(Collection entries)
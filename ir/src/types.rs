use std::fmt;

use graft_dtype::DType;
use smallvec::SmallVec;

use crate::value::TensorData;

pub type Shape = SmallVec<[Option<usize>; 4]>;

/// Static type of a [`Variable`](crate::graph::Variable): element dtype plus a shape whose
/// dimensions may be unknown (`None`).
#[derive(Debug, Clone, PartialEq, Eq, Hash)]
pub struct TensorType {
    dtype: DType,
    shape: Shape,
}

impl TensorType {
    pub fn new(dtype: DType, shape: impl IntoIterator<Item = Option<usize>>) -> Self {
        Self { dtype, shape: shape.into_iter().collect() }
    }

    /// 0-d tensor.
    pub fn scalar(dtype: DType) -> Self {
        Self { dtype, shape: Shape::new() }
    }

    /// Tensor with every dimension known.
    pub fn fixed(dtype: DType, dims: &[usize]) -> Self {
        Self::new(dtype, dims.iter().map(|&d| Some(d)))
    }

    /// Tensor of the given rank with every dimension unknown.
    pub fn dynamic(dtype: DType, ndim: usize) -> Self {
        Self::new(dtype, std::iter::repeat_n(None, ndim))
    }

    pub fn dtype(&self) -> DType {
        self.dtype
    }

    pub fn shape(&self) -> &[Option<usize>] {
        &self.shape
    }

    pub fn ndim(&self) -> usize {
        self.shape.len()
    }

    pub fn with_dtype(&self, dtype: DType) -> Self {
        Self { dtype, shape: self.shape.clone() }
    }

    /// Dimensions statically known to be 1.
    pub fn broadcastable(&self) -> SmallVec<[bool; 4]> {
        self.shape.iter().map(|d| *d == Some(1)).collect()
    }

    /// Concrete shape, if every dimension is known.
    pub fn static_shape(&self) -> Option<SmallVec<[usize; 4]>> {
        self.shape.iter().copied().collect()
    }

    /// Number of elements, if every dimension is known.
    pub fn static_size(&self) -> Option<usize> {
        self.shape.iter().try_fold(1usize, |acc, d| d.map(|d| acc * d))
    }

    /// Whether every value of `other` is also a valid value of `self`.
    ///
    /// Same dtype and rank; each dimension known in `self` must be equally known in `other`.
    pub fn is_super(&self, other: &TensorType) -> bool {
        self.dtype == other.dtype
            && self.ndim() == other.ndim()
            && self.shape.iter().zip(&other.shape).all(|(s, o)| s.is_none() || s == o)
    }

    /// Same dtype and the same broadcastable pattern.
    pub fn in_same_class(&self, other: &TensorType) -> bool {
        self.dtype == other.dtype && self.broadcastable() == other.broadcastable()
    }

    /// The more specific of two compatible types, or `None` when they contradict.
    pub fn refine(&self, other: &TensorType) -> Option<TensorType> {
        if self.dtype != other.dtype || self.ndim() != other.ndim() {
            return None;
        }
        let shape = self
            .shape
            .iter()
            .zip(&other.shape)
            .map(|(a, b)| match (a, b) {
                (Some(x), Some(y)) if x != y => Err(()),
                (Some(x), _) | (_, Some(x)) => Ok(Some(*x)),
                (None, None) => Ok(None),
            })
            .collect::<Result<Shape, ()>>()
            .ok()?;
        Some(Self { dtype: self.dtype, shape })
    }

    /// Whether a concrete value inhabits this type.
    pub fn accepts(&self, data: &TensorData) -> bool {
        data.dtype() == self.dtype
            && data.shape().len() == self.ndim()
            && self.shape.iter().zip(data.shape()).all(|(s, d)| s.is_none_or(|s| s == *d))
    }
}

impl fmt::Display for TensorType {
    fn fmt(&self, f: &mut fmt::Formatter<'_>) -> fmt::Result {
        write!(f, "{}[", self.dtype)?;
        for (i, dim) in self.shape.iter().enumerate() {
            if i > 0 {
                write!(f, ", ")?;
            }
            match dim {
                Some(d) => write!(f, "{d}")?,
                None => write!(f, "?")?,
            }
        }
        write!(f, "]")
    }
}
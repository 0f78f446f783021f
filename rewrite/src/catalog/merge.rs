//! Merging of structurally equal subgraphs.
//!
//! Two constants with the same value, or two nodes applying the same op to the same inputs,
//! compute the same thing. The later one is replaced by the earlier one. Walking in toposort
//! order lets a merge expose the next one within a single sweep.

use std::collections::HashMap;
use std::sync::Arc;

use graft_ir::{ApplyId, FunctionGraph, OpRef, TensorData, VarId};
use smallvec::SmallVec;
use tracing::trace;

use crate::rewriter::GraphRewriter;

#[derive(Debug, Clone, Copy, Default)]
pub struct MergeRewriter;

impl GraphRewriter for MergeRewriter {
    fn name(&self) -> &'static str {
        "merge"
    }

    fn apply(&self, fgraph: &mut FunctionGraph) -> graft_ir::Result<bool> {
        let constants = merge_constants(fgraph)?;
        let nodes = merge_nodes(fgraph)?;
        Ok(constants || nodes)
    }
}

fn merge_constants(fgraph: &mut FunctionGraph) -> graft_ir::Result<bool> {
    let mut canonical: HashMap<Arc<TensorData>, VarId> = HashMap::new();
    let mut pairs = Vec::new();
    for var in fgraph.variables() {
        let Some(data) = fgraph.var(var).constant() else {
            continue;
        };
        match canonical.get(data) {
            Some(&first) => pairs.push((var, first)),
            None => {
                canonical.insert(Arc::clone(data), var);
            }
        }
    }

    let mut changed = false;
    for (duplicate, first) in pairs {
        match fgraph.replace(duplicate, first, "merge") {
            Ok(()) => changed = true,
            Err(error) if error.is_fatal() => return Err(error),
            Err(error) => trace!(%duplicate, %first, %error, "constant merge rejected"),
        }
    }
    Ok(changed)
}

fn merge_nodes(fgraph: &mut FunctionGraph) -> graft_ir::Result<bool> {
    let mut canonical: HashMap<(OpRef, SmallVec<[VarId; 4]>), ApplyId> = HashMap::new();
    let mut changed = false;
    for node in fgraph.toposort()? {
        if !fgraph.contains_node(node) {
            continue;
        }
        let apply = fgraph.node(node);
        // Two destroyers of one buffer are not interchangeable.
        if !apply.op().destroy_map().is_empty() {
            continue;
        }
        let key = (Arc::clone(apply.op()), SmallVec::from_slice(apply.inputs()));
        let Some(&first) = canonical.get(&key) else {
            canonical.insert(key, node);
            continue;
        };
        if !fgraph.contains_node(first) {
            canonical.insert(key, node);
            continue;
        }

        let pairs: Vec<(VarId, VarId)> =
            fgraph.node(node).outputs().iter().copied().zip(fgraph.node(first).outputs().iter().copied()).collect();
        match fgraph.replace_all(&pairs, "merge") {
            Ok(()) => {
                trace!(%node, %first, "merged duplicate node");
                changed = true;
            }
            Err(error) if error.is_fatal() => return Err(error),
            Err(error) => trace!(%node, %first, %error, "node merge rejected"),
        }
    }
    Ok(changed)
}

__WHAT IS BEING ASKED__. Count the lines of the data that hold the word "ndim". Report the count and nothing more.

__TASK OUTPUT__. 6